Sharon Carrillo cries as the prosecution delivers its closing statements the afternoon of Dec. 17. A photo of her deceased daughter, Marissa Kennedy, is displayed on the monitor in front of her.

BELFAST, Maine — There were eight days of testimony from dozens of witnesses, experts who spoke about false confessions and disturbing home videos that pulled the curtain back on the abuse happening to both Sharon Carrillo and her daughter inside the family’s home.

But none of that could negate the powerful effect of listening to Sharon Carrillo’s own words as she talked to police detectives about how she and her husband, Julio Carrillo, tortured 10-year-old Marissa Kennedy to death in February 2018. After less than five hours of deliberation on Wednesday afternoon, a Waldo County jury found the 35-year-old mother guilty of Kennedy’s murder.

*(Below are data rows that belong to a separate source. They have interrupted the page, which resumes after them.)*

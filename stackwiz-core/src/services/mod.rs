//! Business logic service layer

mod catalog_service;
mod dns_service;
mod health_service;
mod public_ip;
mod stack_service;
mod zone_cache;

pub use catalog_service::{CatalogService, TemplateSource, TemplateView};
pub use dns_service::{DnsService, RecordListing, MAX_LISTING_PAGES};
pub use health_service::{CheckResult, HealthReport, HealthService, CHECK_TIMEOUT};
pub use public_ip::{first_valid_ip, EchoServiceResolver, DEFAULT_IP_SERVICES};
pub use stack_service::{StackService, DEFAULT_TAIL_LINES, MAX_TAIL_LINES, STATUS_CONCURRENCY};
pub use zone_cache::{ZoneCache, ZONE_CACHE_TTL};

use std::sync::atomic::{AtomicU64, Ordering};
use std::sync::Arc;
use std::time::{Duration, Instant};

use stackwiz_provider::{create_provider, ProviderCredentials};
use tokio::sync::OnceCell;

use crate::config::StackwizConfig;
use crate::credentials::{discover_token_from_env, DiscoveredToken};
use crate::error::{CoreError, CoreResult};
use crate::runtime::ComposeCli;
use crate::store::FsStackStore;
use crate::traits::{Clock, ContainerRuntime, PublicIpResolver, SystemClock};

/// Service context - holds all dependencies
///
/// The transport layer builds one of these at start-up and shares it between services.
pub struct ServiceContext {
    pub config: StackwizConfig,
    pub store: FsStackStore,
    pub runtime: Arc<dyn ContainerRuntime>,
    pub ip_resolver: Arc<dyn PublicIpResolver>,
    pub clock: Arc<dyn Clock>,
    /// Built on first use, after token discovery
    dns: OnceCell<Arc<DnsService>>,
    operations: AtomicU64,
    started_at: Instant,
}

impl ServiceContext {
    #[must_use]
    pub fn new(
        config: StackwizConfig,
        runtime: Arc<dyn ContainerRuntime>,
        ip_resolver: Arc<dyn PublicIpResolver>,
        clock: Arc<dyn Clock>,
    ) -> Self {
        Self {
            store: FsStackStore::new(&config),
            started_at: clock.now(),
            config,
            runtime,
            ip_resolver,
            clock,
            dns: OnceCell::new(),
            operations: AtomicU64::new(0),
        }
    }

    /// Production wiring: compose CLI, public echo services, system clock
    pub fn from_config(config: StackwizConfig) -> CoreResult<Self> {
        let runtime = Arc::new(ComposeCli::from_config(&config.runtime)?);
        Ok(Self::new(
            config,
            runtime,
            Arc::new(EchoServiceResolver::default()),
            Arc::new(SystemClock),
        ))
    }

    /// Use `dns` instead of building one from a discovered token
    #[must_use]
    pub fn with_dns_service(mut self, dns: Arc<DnsService>) -> Self {
        self.dns = OnceCell::new_with(Some(dns));
        self
    }

    /// Run token discovery against the configuration and process environment
    pub async fn discover_token(&self) -> CoreResult<DiscoveredToken> {
        discover_token_from_env(self.config.dns.api_token.as_deref(), &self.config.base_dir).await
    }

    /// The DNS client, created on first call.
    ///
    /// A missing token is a configuration error raised before any network call; a failed
    /// attempt is not cached, so a token added later is picked up.
    pub async fn dns(&self) -> CoreResult<Arc<DnsService>> {
        self.dns
            .get_or_try_init(|| async {
                let token = self.discover_token().await?;
                log::info!("Using DNS API token from {}", token.source);
                let provider = create_provider(ProviderCredentials::Cloudflare {
                    api_token: token.token,
                })?;
                Ok::<_, CoreError>(Arc::new(DnsService::new(
                    provider,
                    Arc::clone(&self.ip_resolver),
                    Arc::clone(&self.clock),
                    self.config.dns.zone.clone(),
                )))
            })
            .await
            .cloned()
    }

    /// Count one served operation; returns the new total
    pub fn record_operation(&self) -> u64 {
        self.operations.fetch_add(1, Ordering::Relaxed) + 1
    }

    pub fn operations_served(&self) -> u64 {
        self.operations.load(Ordering::Relaxed)
    }

    pub fn uptime(&self) -> Duration {
        self.clock.now().saturating_duration_since(self.started_at)
    }
}
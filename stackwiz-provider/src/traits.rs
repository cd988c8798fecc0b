use async_trait::async_trait;

use crate::error::{ProviderError, Result};
use crate::types::{
    CreateDnsRecordRequest, DnsRecord, PaginatedResponse, ProviderZone, RecordQueryParams,
};

/// Raw API error (internal)
#[derive(Debug, Clone)]
pub(crate) struct RawApiError {
    /// Error code (format differs per provider)
    pub code: Option<String>,
    /// Original error message
    pub message: String,
    /// HTTP status of the response that carried the error
    pub status: Option<u16>,
}

impl RawApiError {
    pub fn new(message: impl Into<String>) -> Self {
        Self {
            code: None,
            message: message.into(),
            status: None,
        }
    }

    pub fn with_code(code: impl Into<String>, message: impl Into<String>) -> Self {
        Self {
            code: Some(code.into()),
            message: message.into(),
            status: None,
        }
    }

    #[must_use]
    pub fn status(mut self, status: u16) -> Self {
        self.status = Some(status);
        self
    }
}

/// Extra context used while mapping errors (internal)
#[derive(Debug, Clone, Default)]
pub(crate) struct ErrorContext {
    /// Record name (for `RecordExists`)
    pub record_name: Option<String>,
    /// Record ID (for `RecordNotFound`)
    pub record_id: Option<String>,
    /// Domain (for `ZoneNotFound`)
    pub domain: Option<String>,
}

/// Maps raw provider API errors onto [`ProviderError`] (internal)
pub(crate) trait ProviderErrorMapper {
    /// Provider identifier
    fn provider_name(&self) -> &'static str;

    /// Map a raw API error onto the unified error type
    fn map_error(&self, raw: RawApiError, context: ErrorContext) -> ProviderError;

    /// Shortcut: parse error
    fn parse_error(&self, detail: impl ToString) -> ProviderError {
        ProviderError::ParseError {
            provider: self.provider_name().to_string(),
            detail: detail.to_string(),
        }
    }

    /// Shortcut: unmapped error (fallback)
    fn unknown_error(&self, raw: RawApiError) -> ProviderError {
        ProviderError::ApiError {
            provider: self.provider_name().to_string(),
            status: raw.status,
            raw_code: raw.code,
            raw_message: raw.message,
        }
    }
}

/// DNS provider operations needed to keep a zone in sync with the stacks on a host.
///
/// Record names are fully qualified on both sides of this trait; converting to and from
/// zone-relative names is the caller's job.
#[async_trait]
pub trait DnsProvider: Send + Sync {
    /// Provider identifier
    fn id(&self) -> &'static str;

    /// Check the credentials against the remote API.
    ///
    /// `Ok(false)` means the provider answered and rejected them.
    async fn validate_credentials(&self) -> Result<bool>;

    /// Look up a zone by its exact apex name. `Ok(None)` when the account has no such zone.
    async fn find_zone(&self, name: &str) -> Result<Option<ProviderZone>>;

    /// One page of records in a zone.
    async fn list_records(
        &self,
        zone_id: &str,
        params: &RecordQueryParams,
    ) -> Result<PaginatedResponse<DnsRecord>>;

    /// Create a record.
    async fn create_record(&self, req: &CreateDnsRecordRequest) -> Result<DnsRecord>;

    /// Toggle the proxy flag on an existing record.
    async fn set_proxied(&self, zone_id: &str, record_id: &str, proxied: bool)
    -> Result<DnsRecord>;

    /// Delete a record.
    async fn delete_record(&self, zone_id: &str, record_id: &str) -> Result<()>;
}
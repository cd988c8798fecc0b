//! Server health checks

use std::future::Future;
use std::io::ErrorKind;
use std::sync::Arc;
use std::time::Duration;

use serde::Serialize;
use serde_json::{json, Value};

use crate::services::ServiceContext;

/// Upper bound for each individual check
pub const CHECK_TIMEOUT: Duration = Duration::from_secs(10);

type CheckOutput = Result<(String, Option<Value>), String>;

/// One health check
#[derive(Debug, Clone, Serialize)]
pub struct CheckResult {
    pub name: &'static str,
    pub healthy: bool,
    /// Whether a failure makes the whole server unhealthy
    pub critical: bool,
    pub message: String,
    #[serde(skip_serializing_if = "Option::is_none")]
    pub details: Option<Value>,
}

#[derive(Debug, Clone, Serialize)]
pub struct HealthReport {
    /// All critical checks passed
    pub healthy: bool,
    pub checks: Vec<CheckResult>,
    pub uptime_seconds: u64,
    pub operations_served: u64,
    pub version: &'static str,
}

pub struct HealthService {
    ctx: Arc<ServiceContext>,
}

impl HealthService {
    #[must_use]
    pub fn new(ctx: Arc<ServiceContext>) -> Self {
        Self { ctx }
    }

    /// Run every check concurrently
    pub async fn check(&self) -> HealthReport {
        let (runtime, filesystem, dns, templates) = futures::join!(
            bounded("runtime", true, self.check_runtime()),
            bounded("filesystem", true, self.check_filesystem()),
            bounded("dns", false, self.check_dns()),
            bounded("templates", false, self.check_templates()),
        );
        let checks = vec![runtime, filesystem, dns, templates];
        let healthy = checks.iter().all(|c| c.healthy || !c.critical);

        for check in checks.iter().filter(|c| !c.healthy) {
            if check.critical {
                log::error!("Health check {} failed: {}", check.name, check.message);
            } else {
                log::warn!("Health check {} failed: {}", check.name, check.message);
            }
        }

        HealthReport {
            healthy,
            checks,
            uptime_seconds: self.ctx.uptime().as_secs(),
            operations_served: self.ctx.operations_served(),
            version: env!("CARGO_PKG_VERSION"),
        }
    }

    async fn check_runtime(&self) -> CheckOutput {
        let version = self.ctx.runtime.version().await.map_err(|e| e.to_string())?;
        Ok((
            format!("container runtime reachable (compose {version})"),
            Some(json!({ "version": version })),
        ))
    }

    async fn check_filesystem(&self) -> CheckOutput {
        let base = self.ctx.store.base_dir();
        self.ctx
            .store
            .probe_writable()
            .await
            .map_err(|e| e.to_string())?;
        Ok((
            format!("{} is writable", base.display()),
            Some(json!({ "base_dir": base })),
        ))
    }

    async fn check_dns(&self) -> CheckOutput {
        let dns = self.ctx.dns().await.map_err(|e| e.to_string())?;
        match dns.validate_credentials().await {
            Ok(true) => Ok((
                format!("{} accepted the API token", dns.provider_id()),
                None,
            )),
            Ok(false) => Err(format!("{} rejected the API token", dns.provider_id())),
            Err(e) => Err(e.to_string()),
        }
    }

    async fn check_templates(&self) -> CheckOutput {
        let dir = self.ctx.store.templates_dir();
        let mut entries = match tokio::fs::read_dir(dir).await {
            Ok(entries) => entries,
            Err(e) if e.kind() == ErrorKind::NotFound => {
                return Ok(("built-in templates in use".to_string(), None));
            }
            Err(e) => return Err(format!("cannot read {}: {e}", dir.display())),
        };

        let mut overrides = Vec::new();
        while let Some(entry) = entries.next_entry().await.map_err(|e| e.to_string())? {
            let name = entry.file_name().to_string_lossy().into_owned();
            if name.ends_with("-template.yml") || name.ends_with("-env-template") {
                overrides.push(name);
            }
        }
        overrides.sort();
        Ok((
            format!("{} template override(s) in {}", overrides.len(), dir.display()),
            Some(json!({ "overrides": overrides })),
        ))
    }
}

async fn bounded<F>(name: &'static str, critical: bool, check: F) -> CheckResult
where
    F: Future<Output = CheckOutput>,
{
    let (healthy, message, details) = match tokio::time::timeout(CHECK_TIMEOUT, check).await {
        Ok(Ok((message, details))) => (true, message, details),
        Ok(Err(message)) => (false, message, None),
        Err(_) => (
            false,
            format!("timed out after {}s", CHECK_TIMEOUT.as_secs()),
            None,
        ),
    };
    CheckResult {
        name,
        healthy,
        critical,
        message,
        details,
    }
}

Carrillo, who cried after the jury of eight men and four women returned the verdict, is expected to be sentenced Feb. 7. She faces up to life in prison.

“We love you,” her aunt, Debbie Ferris, called to her from the courtroom as Sharon Carrillo, standing between her two attorneys, wept.

For state prosecutors, the verdict was another step toward achieving justice for Kennedy, whose child abuse death shook people around Maine and beyond and focused intense scrutiny on the state’s child welfare system. It also set a series of state investigations and other efforts to protect vulnerable Maine kids.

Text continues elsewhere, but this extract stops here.